What to work on → Using the records below, write out again exactly the lines that begin at the line containing "let mut material" and end at the line containing "let mut pubkey = Vec::with_capacity(33);", and no other lines.
Segment Start: Records provided
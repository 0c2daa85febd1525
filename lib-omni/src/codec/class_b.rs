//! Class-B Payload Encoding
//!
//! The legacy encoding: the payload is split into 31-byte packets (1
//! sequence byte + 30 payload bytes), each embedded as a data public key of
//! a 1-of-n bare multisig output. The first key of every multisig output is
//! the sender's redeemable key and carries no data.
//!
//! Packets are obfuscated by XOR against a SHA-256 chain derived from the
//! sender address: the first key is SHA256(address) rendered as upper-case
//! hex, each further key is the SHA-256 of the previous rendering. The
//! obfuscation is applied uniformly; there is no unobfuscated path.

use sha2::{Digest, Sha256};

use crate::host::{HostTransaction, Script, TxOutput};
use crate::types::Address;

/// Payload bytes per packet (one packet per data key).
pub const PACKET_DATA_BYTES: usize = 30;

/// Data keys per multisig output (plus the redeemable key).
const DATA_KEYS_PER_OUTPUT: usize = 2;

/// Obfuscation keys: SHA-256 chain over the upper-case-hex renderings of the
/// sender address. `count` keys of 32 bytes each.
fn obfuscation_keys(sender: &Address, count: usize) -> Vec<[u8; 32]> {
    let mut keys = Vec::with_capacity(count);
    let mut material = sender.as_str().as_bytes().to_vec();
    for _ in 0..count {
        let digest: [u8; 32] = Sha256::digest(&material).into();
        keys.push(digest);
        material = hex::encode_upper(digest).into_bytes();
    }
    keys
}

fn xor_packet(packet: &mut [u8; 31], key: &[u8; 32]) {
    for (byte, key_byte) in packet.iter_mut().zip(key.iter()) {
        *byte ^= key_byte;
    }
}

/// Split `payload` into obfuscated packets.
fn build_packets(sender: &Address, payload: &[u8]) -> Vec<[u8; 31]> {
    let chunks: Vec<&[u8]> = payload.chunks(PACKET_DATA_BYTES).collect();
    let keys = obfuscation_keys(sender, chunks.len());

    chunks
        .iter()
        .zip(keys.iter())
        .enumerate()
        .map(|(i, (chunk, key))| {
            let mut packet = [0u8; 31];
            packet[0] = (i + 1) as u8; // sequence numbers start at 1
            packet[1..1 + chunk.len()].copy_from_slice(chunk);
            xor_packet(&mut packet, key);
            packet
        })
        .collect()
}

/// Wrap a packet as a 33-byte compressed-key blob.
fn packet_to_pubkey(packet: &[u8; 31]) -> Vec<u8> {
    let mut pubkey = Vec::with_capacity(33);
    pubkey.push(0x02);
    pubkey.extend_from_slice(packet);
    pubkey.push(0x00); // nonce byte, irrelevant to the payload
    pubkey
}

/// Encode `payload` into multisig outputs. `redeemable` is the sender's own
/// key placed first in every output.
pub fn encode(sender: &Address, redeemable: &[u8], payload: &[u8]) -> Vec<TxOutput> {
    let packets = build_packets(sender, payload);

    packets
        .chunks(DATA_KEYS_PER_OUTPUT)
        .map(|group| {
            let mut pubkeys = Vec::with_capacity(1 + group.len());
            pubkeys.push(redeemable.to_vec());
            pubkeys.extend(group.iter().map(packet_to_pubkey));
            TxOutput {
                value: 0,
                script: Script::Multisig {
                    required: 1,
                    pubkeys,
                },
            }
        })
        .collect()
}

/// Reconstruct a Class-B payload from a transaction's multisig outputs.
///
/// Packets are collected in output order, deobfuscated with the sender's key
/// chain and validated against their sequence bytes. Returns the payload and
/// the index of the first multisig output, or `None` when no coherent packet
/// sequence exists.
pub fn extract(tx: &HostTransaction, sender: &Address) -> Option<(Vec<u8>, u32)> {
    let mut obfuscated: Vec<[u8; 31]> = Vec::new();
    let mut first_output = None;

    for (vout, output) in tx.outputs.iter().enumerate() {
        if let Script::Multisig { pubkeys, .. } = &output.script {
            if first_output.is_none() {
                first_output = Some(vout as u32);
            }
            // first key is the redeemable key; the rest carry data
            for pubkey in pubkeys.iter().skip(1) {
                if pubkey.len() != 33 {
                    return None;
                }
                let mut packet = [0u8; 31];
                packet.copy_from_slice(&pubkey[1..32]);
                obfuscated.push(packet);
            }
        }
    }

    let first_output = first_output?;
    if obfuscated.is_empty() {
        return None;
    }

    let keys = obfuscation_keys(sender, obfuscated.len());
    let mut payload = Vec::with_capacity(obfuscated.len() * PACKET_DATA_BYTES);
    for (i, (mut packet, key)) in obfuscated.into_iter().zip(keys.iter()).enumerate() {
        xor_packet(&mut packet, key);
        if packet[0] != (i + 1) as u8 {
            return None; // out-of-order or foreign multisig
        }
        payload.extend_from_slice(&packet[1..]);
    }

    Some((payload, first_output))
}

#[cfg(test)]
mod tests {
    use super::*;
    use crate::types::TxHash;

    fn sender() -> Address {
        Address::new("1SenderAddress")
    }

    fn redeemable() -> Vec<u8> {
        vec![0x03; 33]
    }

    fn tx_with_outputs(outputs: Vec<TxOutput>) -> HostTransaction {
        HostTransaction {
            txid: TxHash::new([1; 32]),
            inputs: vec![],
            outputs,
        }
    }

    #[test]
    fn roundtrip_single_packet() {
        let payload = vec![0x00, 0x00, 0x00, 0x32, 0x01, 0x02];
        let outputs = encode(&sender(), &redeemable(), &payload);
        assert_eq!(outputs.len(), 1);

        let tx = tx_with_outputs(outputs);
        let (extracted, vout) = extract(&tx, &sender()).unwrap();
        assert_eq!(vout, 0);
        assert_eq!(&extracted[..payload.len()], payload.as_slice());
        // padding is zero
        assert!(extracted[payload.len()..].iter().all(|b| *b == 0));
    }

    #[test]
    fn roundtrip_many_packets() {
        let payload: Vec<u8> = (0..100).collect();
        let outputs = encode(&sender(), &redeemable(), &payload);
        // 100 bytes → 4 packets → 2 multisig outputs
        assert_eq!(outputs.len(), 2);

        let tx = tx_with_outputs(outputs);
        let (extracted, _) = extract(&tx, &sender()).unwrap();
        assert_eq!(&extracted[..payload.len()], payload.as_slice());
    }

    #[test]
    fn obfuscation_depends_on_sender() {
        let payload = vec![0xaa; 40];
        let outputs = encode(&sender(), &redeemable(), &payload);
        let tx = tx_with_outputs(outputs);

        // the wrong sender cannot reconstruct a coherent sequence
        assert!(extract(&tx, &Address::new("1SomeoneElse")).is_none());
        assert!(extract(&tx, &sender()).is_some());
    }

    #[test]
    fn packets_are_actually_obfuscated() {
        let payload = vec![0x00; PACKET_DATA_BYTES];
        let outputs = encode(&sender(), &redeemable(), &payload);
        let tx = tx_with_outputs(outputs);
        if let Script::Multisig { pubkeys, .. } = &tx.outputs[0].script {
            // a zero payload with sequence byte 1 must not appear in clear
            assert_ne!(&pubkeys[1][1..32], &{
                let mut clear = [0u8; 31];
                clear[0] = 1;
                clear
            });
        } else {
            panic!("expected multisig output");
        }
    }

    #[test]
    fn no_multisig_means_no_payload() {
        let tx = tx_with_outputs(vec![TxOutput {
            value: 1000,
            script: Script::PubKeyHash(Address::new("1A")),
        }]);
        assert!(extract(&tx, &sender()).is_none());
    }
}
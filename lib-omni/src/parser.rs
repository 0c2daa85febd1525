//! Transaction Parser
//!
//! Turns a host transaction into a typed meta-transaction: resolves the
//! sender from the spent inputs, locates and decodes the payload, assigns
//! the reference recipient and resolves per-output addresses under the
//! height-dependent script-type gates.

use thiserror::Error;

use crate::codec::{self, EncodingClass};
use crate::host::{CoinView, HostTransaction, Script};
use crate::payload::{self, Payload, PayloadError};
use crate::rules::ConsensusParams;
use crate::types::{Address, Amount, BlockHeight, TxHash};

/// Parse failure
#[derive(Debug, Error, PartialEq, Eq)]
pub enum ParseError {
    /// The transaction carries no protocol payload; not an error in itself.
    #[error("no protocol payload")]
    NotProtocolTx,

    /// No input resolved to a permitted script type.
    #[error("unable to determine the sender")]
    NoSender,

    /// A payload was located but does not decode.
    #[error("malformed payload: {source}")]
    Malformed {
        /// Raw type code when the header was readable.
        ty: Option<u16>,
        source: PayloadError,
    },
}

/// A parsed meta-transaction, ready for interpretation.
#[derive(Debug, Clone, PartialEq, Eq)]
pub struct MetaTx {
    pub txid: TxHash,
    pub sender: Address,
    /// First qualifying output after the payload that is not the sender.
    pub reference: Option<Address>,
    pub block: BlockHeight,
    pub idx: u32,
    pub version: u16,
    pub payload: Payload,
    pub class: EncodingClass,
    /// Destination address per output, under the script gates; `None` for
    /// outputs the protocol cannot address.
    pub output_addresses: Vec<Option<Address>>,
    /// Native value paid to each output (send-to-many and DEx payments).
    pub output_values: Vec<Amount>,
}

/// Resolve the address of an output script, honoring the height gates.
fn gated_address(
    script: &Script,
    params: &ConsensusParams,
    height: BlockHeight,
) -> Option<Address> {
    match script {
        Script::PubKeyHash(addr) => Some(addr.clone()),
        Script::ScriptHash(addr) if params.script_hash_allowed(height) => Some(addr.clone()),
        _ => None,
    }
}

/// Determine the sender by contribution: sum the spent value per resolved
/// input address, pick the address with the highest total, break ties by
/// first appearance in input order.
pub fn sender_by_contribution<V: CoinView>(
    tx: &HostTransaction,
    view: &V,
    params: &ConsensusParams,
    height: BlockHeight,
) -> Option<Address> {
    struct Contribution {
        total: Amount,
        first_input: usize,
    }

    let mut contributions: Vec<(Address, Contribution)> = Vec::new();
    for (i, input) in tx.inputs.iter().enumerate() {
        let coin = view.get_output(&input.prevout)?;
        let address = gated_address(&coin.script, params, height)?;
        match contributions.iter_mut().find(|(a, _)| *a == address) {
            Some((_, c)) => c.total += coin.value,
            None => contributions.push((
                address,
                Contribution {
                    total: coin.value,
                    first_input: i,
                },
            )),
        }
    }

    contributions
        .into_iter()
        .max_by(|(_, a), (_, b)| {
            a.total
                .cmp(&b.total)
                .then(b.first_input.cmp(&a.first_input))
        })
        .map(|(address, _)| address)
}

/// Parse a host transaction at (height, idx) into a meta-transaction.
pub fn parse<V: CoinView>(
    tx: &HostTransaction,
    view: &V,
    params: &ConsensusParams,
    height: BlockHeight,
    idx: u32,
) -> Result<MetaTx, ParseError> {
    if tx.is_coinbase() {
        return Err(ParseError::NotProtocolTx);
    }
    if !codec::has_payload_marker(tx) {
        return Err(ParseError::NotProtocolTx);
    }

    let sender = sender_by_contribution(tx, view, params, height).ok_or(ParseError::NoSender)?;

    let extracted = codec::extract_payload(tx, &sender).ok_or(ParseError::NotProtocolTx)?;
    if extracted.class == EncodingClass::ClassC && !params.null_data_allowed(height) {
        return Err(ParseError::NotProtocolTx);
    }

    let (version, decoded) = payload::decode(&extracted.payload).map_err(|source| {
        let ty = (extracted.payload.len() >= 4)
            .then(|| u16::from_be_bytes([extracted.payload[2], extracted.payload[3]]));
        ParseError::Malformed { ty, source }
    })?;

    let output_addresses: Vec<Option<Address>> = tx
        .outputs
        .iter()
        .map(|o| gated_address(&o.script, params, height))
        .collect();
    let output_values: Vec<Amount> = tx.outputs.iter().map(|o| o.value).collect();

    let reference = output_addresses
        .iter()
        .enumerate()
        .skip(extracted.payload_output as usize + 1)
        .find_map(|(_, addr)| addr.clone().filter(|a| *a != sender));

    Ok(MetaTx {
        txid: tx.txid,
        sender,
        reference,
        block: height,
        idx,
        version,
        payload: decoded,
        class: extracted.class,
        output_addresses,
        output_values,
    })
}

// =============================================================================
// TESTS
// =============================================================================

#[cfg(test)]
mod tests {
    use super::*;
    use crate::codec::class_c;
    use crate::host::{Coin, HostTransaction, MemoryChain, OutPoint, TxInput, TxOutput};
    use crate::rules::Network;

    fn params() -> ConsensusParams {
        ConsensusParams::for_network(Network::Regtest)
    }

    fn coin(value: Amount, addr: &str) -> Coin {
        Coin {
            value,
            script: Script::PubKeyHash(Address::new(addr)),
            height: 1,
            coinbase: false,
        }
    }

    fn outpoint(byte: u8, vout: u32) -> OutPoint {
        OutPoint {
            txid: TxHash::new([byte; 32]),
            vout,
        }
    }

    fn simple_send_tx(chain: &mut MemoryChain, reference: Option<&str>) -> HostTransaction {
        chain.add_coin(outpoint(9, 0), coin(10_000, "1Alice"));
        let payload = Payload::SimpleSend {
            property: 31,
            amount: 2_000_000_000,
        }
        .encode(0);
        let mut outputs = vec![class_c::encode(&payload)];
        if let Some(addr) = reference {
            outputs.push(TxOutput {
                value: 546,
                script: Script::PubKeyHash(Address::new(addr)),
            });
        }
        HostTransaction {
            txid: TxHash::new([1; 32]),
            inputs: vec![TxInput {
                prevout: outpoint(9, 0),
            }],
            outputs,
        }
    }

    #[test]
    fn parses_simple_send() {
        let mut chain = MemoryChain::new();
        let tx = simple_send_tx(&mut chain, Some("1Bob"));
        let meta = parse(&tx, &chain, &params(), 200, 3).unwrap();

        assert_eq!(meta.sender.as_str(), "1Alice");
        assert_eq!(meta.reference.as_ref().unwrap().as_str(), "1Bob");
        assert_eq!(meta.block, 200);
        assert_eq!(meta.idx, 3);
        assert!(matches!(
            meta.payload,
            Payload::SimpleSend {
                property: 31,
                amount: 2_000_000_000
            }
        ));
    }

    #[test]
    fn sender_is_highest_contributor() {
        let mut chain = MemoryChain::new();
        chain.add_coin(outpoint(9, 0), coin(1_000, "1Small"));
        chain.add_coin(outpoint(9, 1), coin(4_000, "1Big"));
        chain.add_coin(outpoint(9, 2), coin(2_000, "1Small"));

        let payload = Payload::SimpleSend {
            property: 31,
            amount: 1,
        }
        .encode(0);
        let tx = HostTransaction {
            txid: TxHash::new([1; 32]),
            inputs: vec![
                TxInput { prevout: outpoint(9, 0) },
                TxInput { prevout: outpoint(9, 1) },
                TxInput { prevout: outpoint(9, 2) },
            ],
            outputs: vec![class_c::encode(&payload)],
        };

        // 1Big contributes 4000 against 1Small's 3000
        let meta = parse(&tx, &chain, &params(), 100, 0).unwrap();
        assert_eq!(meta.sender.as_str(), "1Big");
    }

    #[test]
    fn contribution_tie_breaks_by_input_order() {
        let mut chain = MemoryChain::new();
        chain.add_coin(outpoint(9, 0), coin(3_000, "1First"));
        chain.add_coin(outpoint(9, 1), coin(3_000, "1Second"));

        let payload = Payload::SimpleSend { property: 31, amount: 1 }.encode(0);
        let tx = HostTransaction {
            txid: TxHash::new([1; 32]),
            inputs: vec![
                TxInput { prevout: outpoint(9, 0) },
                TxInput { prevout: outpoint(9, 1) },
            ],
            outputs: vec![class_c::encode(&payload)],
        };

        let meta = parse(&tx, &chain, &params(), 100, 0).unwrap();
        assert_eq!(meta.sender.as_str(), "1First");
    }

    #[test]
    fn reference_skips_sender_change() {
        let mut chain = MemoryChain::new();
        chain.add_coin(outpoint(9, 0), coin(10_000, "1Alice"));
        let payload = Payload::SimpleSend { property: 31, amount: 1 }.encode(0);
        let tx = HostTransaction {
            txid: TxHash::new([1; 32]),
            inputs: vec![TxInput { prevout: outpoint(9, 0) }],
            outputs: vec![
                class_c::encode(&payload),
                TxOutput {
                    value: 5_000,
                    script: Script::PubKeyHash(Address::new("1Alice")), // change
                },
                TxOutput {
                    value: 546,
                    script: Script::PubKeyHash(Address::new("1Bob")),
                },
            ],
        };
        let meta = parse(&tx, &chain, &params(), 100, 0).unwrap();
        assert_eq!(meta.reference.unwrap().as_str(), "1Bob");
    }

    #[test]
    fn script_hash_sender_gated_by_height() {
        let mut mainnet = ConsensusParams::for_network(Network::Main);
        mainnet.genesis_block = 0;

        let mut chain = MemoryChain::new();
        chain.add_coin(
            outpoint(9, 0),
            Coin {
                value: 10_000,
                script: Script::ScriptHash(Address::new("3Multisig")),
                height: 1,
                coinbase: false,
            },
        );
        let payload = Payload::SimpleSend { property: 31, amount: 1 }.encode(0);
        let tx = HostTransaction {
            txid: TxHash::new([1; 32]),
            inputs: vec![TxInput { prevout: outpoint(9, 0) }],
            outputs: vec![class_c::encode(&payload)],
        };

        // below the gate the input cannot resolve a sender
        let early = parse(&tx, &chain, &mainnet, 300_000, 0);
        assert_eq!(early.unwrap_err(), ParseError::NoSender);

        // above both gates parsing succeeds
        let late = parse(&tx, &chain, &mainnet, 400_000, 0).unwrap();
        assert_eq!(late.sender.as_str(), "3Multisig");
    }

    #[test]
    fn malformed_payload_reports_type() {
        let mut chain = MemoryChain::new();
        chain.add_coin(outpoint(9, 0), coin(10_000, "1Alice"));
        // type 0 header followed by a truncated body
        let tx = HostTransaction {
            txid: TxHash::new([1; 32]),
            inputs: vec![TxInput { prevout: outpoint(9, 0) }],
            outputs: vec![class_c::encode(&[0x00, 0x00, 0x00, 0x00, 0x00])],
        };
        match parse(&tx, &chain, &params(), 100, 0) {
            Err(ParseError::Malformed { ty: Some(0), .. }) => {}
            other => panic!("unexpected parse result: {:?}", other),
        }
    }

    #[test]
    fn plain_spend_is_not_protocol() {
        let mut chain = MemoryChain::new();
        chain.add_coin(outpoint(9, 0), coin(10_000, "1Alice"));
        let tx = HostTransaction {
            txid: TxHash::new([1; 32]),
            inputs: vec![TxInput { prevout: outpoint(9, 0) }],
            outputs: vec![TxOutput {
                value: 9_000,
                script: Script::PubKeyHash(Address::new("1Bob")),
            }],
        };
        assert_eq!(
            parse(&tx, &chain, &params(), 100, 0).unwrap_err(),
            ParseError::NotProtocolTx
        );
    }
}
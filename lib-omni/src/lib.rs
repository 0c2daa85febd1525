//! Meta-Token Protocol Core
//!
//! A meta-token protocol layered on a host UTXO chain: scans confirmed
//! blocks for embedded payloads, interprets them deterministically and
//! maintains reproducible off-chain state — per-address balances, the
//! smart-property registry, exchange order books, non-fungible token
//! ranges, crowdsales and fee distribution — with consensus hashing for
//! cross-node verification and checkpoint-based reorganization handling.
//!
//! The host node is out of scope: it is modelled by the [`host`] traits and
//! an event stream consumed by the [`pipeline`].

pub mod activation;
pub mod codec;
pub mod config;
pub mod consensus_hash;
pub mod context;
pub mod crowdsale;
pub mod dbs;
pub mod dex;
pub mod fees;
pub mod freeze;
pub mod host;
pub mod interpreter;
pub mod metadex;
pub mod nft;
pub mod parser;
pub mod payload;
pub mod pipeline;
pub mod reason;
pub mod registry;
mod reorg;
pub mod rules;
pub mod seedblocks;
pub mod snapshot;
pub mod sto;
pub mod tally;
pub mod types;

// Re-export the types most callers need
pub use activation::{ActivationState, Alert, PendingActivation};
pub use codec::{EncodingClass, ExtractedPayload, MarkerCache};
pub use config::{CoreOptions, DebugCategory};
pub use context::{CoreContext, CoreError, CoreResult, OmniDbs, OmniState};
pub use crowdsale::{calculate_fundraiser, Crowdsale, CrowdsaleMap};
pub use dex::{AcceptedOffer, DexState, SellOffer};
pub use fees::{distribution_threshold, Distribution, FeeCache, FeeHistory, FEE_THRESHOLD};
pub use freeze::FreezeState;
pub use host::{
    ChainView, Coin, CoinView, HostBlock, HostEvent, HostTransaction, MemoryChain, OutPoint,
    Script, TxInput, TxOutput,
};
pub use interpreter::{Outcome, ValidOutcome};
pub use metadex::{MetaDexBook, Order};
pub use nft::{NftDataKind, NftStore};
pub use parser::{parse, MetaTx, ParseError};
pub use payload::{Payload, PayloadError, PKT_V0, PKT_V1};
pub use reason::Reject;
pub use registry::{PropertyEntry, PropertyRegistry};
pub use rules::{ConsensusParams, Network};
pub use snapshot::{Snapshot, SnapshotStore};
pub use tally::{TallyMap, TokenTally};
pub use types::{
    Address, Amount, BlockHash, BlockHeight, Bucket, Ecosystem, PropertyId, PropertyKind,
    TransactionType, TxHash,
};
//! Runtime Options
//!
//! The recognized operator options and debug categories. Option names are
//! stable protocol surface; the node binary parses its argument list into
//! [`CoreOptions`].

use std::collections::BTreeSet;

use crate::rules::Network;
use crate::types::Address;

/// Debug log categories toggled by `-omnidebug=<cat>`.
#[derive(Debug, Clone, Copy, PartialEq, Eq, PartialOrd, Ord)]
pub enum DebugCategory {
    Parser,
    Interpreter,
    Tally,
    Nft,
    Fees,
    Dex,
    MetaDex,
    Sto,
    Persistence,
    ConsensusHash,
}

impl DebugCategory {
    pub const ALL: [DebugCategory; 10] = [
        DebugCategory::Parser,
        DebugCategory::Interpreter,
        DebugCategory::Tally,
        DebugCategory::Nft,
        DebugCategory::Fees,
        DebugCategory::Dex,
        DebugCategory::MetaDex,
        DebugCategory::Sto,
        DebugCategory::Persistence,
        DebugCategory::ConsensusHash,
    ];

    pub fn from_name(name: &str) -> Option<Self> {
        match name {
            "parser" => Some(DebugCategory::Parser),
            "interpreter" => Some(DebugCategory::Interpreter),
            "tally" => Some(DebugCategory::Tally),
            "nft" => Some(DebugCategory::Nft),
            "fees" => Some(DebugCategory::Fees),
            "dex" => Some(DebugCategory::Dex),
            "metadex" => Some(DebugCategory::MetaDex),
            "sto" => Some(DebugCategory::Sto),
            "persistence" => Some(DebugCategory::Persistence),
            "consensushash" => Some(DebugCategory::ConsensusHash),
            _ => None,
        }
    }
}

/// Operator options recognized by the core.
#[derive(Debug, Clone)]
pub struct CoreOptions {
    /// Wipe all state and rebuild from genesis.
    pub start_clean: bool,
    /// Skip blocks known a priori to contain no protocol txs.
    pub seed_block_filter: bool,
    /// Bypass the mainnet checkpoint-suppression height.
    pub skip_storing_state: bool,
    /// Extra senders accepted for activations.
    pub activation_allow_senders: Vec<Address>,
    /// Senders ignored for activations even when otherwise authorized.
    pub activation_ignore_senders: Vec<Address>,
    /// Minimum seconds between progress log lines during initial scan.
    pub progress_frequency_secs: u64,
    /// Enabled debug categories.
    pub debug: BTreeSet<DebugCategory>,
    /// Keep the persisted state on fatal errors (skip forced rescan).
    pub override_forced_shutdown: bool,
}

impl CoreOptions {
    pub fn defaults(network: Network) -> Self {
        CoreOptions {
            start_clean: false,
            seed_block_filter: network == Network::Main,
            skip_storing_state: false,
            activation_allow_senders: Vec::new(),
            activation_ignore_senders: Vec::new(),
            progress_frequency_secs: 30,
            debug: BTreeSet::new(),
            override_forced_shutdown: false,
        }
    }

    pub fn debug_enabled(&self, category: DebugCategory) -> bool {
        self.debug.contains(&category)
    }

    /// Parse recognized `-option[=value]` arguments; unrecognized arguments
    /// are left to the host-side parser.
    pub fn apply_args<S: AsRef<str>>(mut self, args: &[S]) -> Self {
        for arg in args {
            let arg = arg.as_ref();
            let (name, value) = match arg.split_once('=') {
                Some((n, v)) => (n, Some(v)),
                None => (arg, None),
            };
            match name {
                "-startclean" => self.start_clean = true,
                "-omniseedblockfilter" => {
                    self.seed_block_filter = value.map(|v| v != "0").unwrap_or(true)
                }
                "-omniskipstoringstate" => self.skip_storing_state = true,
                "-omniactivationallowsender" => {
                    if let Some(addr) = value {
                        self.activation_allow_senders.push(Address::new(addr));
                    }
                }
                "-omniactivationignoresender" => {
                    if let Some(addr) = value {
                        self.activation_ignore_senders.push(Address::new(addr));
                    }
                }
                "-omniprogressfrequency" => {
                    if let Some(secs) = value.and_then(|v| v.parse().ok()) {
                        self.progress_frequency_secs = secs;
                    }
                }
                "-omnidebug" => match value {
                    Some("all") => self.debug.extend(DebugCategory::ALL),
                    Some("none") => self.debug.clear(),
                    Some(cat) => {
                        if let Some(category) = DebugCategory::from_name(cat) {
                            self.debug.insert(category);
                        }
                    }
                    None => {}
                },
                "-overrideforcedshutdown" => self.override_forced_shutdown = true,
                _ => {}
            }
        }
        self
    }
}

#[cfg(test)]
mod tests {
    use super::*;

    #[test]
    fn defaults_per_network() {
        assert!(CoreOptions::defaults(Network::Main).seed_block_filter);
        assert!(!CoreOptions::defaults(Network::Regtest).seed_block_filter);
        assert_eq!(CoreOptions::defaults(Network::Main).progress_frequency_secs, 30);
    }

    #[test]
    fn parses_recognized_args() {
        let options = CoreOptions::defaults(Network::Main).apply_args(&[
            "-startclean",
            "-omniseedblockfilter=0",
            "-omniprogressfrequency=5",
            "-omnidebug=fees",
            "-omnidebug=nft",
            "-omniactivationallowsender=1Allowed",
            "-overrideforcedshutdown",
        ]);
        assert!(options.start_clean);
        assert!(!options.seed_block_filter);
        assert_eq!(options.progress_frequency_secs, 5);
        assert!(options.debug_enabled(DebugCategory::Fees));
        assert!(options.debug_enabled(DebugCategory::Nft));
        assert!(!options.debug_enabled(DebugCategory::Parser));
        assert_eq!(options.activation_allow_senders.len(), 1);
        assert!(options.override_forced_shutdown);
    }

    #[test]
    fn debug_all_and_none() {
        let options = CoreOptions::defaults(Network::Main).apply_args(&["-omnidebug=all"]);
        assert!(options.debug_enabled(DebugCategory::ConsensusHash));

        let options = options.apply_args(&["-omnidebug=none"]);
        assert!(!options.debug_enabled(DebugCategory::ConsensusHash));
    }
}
Segment End: Records provided
Solution below →
    let mut material = sender.as_str().as_bytes().to_vec();
    for _ in 0..count {
        let digest: [u8; 32] = Sha256::digest(&material).into();
        keys.push(digest);
        material = hex::encode_upper(digest).into_bytes();
    }
    keys
}

fn xor_packet(packet: &mut [u8; 31], key: &[u8; 32]) {
    for (byte, key_byte) in packet.iter_mut().zip(key.iter()) {
        *byte ^= key_byte;
    }
}

/// Split `payload` into obfuscated packets.
fn build_packets(sender: &Address, payload: &[u8]) -> Vec<[u8; 31]> {
    let chunks: Vec<&[u8]> = payload.chunks(PACKET_DATA_BYTES).collect();
    let keys = obfuscation_keys(sender, chunks.len());

    chunks
        .iter()
        .zip(keys.iter())
        .enumerate()
        .map(|(i, (chunk, key))| {
            let mut packet = [0u8; 31];
            packet[0] = (i + 1) as u8; // sequence numbers start at 1
            packet[1..1 + chunk.len()].copy_from_slice(chunk);
            xor_packet(&mut packet, key);
            packet
        })
        .collect()
}

/// Wrap a packet as a 33-byte compressed-key blob.
fn packet_to_pubkey(packet: &[u8; 31]) -> Vec<u8> {
    let mut pubkey = Vec::with_capacity(33);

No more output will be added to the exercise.